**What this task involves**
When a line below holds the string "links", show that line.

**Record excerpts**

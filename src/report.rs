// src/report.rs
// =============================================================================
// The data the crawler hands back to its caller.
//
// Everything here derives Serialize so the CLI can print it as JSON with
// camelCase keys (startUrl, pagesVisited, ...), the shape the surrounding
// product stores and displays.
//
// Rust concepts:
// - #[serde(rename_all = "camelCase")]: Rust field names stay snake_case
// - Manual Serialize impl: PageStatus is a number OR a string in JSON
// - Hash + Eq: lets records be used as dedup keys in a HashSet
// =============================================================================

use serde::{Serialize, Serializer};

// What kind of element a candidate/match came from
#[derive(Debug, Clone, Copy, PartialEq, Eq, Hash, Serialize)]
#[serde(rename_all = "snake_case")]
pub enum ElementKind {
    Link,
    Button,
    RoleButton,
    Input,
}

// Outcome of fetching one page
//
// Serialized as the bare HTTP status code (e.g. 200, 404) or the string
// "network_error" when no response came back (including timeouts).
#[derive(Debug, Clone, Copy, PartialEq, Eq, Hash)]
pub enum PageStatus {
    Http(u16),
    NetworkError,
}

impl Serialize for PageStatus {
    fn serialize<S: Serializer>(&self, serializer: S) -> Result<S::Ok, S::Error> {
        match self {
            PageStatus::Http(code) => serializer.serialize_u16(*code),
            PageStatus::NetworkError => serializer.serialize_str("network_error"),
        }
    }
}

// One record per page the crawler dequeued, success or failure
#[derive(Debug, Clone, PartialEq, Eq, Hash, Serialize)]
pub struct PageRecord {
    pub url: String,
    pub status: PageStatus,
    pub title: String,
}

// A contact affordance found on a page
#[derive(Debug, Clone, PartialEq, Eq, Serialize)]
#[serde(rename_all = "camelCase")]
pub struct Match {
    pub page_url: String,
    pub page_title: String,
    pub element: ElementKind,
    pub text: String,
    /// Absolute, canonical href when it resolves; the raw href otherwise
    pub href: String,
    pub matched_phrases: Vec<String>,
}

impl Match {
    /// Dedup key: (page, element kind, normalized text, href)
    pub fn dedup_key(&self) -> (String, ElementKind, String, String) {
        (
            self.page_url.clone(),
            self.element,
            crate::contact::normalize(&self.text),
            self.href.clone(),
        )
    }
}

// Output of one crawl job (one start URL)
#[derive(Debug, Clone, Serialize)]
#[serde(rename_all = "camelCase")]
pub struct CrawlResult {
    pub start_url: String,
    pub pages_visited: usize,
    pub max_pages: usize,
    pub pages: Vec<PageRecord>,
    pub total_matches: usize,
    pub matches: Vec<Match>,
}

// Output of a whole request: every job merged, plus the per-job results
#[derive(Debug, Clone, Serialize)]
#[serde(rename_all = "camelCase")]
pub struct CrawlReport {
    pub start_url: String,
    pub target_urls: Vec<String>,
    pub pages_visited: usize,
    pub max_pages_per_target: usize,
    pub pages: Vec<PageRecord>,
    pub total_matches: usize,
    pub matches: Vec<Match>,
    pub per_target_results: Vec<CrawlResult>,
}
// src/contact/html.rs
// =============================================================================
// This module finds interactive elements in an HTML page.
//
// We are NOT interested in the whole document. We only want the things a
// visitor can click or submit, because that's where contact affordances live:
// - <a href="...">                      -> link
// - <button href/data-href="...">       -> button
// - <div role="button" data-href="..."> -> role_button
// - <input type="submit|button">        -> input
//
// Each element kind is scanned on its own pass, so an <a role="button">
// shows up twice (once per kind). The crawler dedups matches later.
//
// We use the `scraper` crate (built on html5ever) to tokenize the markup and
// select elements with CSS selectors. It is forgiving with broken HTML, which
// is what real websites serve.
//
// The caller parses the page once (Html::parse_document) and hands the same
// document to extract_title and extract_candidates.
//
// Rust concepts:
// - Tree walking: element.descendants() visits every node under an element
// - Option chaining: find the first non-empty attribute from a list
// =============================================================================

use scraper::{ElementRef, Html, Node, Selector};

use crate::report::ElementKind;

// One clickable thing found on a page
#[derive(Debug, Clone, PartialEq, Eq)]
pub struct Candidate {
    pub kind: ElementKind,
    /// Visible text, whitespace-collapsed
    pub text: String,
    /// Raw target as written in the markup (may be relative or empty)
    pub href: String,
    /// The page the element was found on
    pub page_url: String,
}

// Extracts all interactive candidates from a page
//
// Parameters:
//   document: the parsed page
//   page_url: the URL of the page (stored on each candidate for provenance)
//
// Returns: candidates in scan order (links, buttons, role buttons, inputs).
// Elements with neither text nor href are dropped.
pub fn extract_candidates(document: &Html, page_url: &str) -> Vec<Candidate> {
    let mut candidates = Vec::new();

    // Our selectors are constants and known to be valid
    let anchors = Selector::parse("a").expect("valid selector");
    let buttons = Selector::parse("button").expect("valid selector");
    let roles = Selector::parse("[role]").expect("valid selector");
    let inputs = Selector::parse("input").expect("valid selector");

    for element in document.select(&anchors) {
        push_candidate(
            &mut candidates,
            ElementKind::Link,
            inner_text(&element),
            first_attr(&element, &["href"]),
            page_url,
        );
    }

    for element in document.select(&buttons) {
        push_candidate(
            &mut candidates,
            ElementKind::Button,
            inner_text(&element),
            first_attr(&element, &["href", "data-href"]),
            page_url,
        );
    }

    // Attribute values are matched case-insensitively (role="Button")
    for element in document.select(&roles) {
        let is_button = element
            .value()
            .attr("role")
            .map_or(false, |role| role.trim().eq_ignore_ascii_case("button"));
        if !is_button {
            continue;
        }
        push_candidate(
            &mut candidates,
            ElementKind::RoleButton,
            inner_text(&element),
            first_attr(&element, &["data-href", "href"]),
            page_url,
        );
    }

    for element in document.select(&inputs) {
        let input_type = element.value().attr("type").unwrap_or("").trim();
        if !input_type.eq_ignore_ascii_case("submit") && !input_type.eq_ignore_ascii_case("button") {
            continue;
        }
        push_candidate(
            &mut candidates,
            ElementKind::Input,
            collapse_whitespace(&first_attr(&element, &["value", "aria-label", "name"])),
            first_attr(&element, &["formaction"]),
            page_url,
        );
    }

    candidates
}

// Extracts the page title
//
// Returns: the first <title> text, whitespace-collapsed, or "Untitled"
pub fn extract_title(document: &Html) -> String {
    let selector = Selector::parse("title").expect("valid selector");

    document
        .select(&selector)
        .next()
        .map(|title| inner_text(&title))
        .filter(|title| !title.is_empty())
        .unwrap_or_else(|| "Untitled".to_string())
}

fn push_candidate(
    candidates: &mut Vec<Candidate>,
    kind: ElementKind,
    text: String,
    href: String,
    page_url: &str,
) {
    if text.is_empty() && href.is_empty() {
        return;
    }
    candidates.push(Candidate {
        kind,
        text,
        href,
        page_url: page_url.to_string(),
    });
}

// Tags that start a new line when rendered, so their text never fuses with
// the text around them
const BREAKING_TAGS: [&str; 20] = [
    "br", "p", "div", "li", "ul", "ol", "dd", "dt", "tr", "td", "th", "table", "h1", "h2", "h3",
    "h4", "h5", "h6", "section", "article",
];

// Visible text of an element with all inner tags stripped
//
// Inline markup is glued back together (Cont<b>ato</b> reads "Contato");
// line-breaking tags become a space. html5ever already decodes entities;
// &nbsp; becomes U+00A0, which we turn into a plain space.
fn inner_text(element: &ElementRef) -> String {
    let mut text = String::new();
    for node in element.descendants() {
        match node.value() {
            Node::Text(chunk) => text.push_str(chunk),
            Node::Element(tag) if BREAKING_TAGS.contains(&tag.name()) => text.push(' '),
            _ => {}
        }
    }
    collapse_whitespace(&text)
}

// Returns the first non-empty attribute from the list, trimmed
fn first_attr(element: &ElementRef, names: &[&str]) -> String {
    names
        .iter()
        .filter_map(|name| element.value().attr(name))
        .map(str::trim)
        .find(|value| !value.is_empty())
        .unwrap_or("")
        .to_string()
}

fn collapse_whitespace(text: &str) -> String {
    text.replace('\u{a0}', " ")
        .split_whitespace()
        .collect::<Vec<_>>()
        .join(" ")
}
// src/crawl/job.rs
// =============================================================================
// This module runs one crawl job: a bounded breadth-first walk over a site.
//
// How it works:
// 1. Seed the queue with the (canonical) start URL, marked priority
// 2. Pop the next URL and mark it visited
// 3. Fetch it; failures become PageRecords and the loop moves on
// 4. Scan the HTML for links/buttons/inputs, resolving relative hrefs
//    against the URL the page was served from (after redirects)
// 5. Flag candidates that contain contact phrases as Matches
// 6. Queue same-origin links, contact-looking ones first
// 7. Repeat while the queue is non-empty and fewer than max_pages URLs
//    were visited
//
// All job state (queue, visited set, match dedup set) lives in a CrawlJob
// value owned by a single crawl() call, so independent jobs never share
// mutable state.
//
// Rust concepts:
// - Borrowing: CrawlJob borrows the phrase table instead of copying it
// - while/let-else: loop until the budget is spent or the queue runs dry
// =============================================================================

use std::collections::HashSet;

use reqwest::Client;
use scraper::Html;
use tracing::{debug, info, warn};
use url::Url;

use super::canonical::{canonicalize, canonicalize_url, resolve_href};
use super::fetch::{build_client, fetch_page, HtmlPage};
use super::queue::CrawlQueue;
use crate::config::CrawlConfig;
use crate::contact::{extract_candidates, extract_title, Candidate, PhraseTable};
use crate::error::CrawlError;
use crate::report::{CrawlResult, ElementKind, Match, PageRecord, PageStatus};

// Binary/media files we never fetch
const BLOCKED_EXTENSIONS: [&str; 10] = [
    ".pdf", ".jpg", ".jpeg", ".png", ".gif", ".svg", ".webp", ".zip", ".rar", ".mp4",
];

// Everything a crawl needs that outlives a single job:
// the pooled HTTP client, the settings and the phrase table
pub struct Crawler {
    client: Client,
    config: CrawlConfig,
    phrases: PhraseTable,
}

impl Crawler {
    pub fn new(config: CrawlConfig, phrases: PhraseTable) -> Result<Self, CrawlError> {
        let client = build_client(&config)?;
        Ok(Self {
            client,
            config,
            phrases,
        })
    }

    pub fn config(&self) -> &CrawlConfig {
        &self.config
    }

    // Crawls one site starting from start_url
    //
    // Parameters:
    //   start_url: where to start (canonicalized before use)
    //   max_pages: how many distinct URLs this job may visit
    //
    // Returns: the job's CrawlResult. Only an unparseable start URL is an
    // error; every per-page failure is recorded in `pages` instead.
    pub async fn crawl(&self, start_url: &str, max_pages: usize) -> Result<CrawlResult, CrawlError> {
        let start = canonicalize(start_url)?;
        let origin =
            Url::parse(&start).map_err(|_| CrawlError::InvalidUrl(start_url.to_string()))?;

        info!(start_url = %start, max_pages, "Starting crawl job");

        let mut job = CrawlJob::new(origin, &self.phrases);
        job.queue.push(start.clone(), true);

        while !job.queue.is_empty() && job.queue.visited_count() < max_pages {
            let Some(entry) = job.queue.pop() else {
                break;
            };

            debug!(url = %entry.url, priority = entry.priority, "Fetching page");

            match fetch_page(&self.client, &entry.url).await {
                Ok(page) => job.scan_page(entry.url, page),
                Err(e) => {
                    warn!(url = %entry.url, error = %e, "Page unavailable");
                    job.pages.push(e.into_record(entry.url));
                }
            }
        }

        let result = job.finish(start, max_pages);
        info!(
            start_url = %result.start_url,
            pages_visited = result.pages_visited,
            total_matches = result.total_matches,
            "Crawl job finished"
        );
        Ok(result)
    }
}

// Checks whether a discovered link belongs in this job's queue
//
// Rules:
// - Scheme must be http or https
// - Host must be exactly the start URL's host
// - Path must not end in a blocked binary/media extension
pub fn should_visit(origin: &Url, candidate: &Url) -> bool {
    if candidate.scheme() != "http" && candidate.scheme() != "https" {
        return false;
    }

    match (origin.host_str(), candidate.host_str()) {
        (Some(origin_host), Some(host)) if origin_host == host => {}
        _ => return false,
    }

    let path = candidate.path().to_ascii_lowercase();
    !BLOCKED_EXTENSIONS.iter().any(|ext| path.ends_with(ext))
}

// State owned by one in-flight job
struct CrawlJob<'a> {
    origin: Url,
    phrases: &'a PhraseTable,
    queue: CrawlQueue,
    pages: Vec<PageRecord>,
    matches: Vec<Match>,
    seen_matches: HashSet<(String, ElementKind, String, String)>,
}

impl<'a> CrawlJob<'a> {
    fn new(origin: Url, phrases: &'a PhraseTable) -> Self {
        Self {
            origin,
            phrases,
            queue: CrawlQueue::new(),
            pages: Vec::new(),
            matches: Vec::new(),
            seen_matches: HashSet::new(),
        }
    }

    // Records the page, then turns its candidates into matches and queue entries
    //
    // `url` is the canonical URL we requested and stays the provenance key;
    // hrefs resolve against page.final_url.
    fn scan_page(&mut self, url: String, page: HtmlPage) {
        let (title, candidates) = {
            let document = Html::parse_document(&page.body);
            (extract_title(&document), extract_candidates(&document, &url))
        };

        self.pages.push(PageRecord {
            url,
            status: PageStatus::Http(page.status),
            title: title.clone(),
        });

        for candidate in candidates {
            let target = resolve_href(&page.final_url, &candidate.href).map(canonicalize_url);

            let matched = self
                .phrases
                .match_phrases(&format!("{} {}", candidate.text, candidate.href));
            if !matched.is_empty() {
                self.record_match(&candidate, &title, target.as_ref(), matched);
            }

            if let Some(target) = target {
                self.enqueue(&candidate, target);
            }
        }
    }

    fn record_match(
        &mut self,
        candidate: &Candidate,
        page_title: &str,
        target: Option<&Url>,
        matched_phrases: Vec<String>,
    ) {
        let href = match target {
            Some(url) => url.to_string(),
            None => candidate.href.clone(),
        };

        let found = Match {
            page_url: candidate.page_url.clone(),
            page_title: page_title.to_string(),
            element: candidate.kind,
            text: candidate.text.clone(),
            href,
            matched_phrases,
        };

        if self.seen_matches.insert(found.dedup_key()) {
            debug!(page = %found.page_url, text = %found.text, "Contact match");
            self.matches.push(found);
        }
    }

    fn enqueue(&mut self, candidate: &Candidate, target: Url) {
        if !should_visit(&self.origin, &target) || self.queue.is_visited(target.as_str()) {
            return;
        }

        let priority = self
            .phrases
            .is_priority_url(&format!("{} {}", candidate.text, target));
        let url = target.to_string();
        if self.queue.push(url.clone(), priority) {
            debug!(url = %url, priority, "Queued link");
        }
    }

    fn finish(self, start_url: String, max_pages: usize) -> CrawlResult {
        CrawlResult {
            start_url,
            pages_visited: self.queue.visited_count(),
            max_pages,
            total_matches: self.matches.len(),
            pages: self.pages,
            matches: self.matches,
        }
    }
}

**Response area**
// Returns: candidates in scan order (links, buttons, role buttons, inputs).
// 4. Scan the HTML for links/buttons/inputs, resolving relative hrefs
// 6. Queue same-origin links, contact-looking ones first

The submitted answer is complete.